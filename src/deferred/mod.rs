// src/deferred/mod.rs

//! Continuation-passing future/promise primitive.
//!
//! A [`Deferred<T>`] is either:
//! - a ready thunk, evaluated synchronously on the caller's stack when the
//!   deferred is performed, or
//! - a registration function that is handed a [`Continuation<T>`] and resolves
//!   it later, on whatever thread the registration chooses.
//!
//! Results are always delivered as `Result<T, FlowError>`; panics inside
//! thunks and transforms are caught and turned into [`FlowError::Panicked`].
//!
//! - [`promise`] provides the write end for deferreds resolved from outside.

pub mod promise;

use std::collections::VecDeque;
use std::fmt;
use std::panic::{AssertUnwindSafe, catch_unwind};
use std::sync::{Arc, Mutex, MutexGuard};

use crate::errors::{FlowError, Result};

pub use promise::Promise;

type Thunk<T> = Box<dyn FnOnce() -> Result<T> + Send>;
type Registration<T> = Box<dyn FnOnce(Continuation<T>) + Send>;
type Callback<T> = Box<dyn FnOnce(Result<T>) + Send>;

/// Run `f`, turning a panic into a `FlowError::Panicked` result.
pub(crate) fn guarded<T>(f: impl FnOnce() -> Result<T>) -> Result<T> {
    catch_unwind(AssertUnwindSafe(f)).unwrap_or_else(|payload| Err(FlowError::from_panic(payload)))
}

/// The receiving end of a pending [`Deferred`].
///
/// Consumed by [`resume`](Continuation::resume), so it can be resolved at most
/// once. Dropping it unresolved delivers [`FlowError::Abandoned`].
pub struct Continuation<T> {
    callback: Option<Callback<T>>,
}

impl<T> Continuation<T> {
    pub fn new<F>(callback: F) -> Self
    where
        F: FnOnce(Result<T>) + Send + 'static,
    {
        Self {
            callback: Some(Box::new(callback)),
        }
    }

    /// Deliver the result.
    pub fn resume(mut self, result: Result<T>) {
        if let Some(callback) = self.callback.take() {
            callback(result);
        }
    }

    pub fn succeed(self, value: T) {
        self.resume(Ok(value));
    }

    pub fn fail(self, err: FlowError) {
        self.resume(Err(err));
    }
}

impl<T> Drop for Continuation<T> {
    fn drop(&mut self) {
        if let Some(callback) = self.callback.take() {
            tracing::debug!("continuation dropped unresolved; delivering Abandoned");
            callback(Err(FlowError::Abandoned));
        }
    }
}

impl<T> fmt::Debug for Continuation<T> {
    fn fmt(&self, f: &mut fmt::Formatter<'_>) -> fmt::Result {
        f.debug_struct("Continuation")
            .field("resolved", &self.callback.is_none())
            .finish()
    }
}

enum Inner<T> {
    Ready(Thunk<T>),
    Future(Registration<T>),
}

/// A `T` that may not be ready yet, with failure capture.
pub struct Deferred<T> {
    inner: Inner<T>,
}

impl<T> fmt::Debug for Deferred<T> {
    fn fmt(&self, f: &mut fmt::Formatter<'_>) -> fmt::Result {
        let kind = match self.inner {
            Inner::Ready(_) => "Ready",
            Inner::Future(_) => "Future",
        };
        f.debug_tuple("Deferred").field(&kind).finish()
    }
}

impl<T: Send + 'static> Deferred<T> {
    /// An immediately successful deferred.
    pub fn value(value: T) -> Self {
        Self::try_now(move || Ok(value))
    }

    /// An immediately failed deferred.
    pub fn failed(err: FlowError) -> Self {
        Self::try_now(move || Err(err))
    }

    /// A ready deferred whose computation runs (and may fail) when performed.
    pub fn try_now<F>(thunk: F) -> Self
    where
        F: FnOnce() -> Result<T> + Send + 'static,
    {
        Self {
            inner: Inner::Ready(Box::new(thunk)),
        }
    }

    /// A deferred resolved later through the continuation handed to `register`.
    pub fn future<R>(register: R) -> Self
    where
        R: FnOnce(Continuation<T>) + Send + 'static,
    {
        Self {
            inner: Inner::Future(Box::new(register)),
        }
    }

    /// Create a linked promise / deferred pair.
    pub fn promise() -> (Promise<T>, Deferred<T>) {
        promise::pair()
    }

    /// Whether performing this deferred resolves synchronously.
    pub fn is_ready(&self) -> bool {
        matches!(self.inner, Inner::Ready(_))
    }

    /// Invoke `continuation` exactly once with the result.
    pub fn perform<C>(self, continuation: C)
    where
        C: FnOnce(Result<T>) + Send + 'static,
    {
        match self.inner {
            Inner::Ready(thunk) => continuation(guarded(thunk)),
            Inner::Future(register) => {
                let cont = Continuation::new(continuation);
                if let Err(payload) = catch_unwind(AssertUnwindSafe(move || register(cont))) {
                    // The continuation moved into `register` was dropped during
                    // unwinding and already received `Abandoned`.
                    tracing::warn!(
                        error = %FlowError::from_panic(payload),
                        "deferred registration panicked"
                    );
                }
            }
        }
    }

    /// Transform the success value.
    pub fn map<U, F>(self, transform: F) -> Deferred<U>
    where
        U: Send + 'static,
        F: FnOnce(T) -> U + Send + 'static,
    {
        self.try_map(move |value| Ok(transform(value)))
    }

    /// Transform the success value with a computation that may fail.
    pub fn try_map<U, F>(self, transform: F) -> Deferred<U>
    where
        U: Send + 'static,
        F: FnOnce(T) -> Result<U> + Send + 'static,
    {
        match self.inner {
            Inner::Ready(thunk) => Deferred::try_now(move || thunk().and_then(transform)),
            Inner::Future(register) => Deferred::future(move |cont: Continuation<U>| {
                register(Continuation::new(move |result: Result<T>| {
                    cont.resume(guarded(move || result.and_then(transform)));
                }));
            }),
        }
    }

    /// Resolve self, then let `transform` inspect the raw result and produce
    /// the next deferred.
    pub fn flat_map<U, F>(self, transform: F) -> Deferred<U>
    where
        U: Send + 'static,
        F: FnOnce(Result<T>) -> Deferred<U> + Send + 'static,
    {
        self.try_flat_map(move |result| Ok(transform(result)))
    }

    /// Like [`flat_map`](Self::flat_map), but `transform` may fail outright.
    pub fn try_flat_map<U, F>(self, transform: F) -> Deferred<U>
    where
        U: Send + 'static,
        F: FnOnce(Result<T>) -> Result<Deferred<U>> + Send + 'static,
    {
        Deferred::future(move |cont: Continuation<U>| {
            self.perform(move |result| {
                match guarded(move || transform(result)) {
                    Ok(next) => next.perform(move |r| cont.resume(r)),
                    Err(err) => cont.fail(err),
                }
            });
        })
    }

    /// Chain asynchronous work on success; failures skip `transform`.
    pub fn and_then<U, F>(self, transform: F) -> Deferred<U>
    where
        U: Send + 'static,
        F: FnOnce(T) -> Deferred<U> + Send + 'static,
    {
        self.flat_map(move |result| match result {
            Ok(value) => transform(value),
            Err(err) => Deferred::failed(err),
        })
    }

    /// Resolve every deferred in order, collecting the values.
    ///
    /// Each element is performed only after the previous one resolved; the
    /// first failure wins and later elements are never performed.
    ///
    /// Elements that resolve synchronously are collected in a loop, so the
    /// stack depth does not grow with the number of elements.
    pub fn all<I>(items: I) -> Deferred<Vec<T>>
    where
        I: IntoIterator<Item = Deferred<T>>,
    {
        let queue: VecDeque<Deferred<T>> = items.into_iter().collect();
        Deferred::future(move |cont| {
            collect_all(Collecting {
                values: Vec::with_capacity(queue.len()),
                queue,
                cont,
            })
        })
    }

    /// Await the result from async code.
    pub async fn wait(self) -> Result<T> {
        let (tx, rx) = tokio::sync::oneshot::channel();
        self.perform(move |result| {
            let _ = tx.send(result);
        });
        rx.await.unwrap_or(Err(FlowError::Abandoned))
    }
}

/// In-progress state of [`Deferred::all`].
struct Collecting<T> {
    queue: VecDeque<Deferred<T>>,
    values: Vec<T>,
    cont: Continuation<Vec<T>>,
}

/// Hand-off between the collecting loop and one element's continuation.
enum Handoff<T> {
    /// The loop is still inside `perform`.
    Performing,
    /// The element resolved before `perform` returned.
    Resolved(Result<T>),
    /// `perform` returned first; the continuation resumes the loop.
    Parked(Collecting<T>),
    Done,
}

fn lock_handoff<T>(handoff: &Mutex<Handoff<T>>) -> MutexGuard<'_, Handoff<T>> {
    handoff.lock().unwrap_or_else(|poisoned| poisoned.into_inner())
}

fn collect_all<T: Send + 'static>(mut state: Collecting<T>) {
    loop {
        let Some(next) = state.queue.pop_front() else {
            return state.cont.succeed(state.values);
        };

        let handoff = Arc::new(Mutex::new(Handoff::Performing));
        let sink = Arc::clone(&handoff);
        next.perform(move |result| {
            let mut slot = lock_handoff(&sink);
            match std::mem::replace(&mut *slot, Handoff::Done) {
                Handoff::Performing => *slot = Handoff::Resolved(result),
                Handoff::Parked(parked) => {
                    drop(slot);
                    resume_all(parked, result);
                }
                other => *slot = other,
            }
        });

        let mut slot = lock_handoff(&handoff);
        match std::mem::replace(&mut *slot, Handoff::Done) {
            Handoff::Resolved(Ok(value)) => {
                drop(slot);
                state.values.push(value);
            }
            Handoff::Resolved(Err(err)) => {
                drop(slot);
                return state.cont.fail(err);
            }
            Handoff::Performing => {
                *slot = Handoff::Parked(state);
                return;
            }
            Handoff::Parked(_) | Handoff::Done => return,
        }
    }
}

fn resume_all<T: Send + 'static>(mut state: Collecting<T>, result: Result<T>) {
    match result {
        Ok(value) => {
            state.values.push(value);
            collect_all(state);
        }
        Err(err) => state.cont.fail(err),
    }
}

----

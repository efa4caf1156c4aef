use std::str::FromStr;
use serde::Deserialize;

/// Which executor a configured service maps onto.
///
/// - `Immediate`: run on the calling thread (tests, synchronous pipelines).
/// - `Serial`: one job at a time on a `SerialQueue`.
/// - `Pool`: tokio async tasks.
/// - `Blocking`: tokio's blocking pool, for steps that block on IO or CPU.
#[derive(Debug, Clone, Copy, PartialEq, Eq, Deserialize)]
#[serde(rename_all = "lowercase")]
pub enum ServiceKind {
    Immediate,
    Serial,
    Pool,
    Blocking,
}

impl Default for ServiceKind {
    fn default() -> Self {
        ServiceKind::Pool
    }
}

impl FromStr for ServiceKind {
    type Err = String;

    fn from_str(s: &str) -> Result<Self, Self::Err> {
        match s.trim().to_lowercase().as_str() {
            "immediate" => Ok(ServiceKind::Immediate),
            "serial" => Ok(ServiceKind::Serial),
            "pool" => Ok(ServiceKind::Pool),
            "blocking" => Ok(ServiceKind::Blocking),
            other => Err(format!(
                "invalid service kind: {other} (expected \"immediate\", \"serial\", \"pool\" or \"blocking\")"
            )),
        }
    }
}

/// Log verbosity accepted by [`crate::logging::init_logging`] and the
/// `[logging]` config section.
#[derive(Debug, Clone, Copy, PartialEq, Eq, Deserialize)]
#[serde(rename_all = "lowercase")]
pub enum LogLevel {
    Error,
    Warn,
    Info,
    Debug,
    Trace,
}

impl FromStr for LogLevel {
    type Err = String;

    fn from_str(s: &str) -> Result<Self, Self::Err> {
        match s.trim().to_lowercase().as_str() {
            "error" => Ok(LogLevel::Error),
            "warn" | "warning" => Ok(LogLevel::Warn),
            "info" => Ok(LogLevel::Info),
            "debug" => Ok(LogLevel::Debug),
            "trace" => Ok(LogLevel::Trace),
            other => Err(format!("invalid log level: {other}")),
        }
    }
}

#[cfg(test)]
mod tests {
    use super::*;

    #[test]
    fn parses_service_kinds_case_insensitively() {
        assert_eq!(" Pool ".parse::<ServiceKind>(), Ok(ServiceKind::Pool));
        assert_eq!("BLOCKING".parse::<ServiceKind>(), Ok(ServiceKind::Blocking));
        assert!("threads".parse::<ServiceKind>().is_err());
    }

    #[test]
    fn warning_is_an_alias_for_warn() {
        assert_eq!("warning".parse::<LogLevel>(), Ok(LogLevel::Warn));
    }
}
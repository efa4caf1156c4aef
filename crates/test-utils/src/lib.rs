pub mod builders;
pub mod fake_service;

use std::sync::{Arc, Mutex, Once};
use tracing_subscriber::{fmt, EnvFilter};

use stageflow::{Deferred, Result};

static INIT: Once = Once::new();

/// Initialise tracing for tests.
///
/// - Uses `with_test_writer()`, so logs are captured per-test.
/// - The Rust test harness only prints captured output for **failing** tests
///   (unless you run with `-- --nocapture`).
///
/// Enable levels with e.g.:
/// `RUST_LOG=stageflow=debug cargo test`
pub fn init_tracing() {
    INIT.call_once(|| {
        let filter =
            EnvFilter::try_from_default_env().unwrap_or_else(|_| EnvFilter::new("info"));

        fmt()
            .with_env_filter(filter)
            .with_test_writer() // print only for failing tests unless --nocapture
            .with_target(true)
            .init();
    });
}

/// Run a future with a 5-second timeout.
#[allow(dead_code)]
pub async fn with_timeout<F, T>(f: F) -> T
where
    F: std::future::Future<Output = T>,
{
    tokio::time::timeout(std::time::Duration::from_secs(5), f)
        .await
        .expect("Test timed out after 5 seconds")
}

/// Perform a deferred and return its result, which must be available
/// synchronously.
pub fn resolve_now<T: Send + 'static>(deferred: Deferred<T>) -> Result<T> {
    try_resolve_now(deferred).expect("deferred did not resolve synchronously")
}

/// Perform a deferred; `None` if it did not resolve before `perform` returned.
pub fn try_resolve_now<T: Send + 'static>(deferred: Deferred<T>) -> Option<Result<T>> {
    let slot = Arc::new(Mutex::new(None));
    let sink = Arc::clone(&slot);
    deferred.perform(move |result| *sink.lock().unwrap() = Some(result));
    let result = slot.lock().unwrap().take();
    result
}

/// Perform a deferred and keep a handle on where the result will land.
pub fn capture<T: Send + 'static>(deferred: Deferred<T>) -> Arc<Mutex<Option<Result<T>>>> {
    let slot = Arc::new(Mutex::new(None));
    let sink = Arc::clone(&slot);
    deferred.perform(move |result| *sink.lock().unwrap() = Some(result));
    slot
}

----

_ASSIGNED TASK_
Of the lines above, extract only those from the line with "filename src/deferred/mod.rs" to the line with "use std::fmt;", both included, exactly as written.

_EXERCISE SOLUTION_
filename src/deferred/mod.rs
// src/deferred/mod.rs

//! Continuation-passing future/promise primitive.
//!
//! A [`Deferred<T>`] is either:
//! - a ready thunk, evaluated synchronously on the caller's stack when the
//!   deferred is performed, or
//! - a registration function that is handed a [`Continuation<T>`] and resolves
//!   it later, on whatever thread the registration chooses.
//!
//! Results are always delivered as `Result<T, FlowError>`; panics inside
//! thunks and transforms are caught and turned into [`FlowError::Panicked`].
//!
//! - [`promise`] provides the write end for deferreds resolved from outside.

pub mod promise;

use std::collections::VecDeque;
use std::fmt;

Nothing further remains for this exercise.